Article from Huntington's The Herald-Dispatch Newspaper

 

Building cells in 3-D could hold secrets to medical advances (View the original article)

By JIM ROSS - The Herald-Dispatch
 

Tim Johnson/The Herald-Dispatch

Professor Jagan Valluri at Marshall University displays cells derived from plants called calli that are grown to produce medicinal compounds. In back is a prototype hydrodynamic focusing bioreactor from NASA that Valluri is using to simulate microgravity.

HUNTINGTON -- Jagan Valluri’s equipment is in the basement of the Science Building, but NASA pays him to simulate space in his experiments.

The question Valluri and researchers at five other universities, including Harvard and MIT, are being asked is this: Can the nearly weightless environment of space be duplicated on earth with a simple machine that would allow plant cells to clump together in three dimensions, instead of the two dimensions common in most laboratories.

The answer could some day hold the key to medical advances such as re-growing knee cartilage or growing cells that could be grafted into damaged heart muscles after a heart attack, he said.

From what Valluri has seen with his own eyes at Marshall, the answer is yes, they can.

"Plants are nature’s pharmacy, and they have untapped pharmaceuticals," said Valluri, a cell biologist at Marshall.

In the basement is a machine that tumbles small clumps of cells vertically. It looks like a dish set on its edge.

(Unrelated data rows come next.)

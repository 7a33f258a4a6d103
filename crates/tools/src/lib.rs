//! Developer tooling: read-only dungeon inspection and structural validation.
//!
//! # Invariants
//! - Tools never mutate the dungeon they inspect.

pub mod inspector;

pub use inspector::{DungeonInspector, DungeonSummary, RoomInfo, ValidationReport};

pub fn crate_info() -> &'static str {
    "delve-tools v0.1.0"
}

#[cfg(test)]
mod tests {
    use super::*;

    #[test]
    fn crate_loads() {
        assert!(crate_info().contains("tools"));
    }
}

In another room in Valluri’s lab is something that looks like a refrigerator but isn’t. Inside are dishes growing cells from a sandalwood tree from India.

"We’re not interested in the whole plant. We’re interested in the cells. The cell has all the genetic machinery to produce the compound you desire," Valluri said.

The NASA machine, also known as a hydrodynamic focusing bioreactor, tumbles the cells and allows them to link together faster than if they were sitting in a dish or if they were in a traditional bioreactor, Valluri said.

"Cells like to be connected with each other," Valluri said. In a close, nutrient-filled environment such as the bioreactor they will try to form connections on their own, he said.

Cell clusters inside the bioreactor continually fall yet never hit bottom -- much like freely-falling spacecraft that orbit Earth. In Earth-labs, cells are most often grown in petri dishes, where they settle in a flat layer at the bottom. But in the bioreactor, floating cells can easily gather into 3-dimensional structures that resemble real tissues and organs in the human body, Valluri said.

A traditional reactor is more like a blender found on a kitchen countertop, and its blades can shear the cell cultures apart.

NASA plans to use the hydrodynamic bioreactor on a space shuttle mission in 2007, Valluri said.

"NASA has chosen 5 schools -- Marshall, John Hopkins, MIT, UC Berkeley and Baylor -- to characterize their newly developed space bioreactor. Marshall is only school to characterize plant cells that can potentially produce anti-cancer agents and other medically valuable compounds," Valluri said.

As Marshall’s biotechnology effort grows, Valluri wants to participate in experiments using the NASA bioreactor to discover the medicinal anti-cancer compounds that exist in plants that naturally grow in Appalachia. For example, he wants to partner with a medical school researcher to test the effect of compounds found in ginseng on high blood pressure.

That kind of experiment will be easier in a few years, when the medical school researchers are moved into two new buildings to be built across 3rd Avenue from the Science Building, Valluri said.

"That kind of synergy is going to take us to a different level," he said.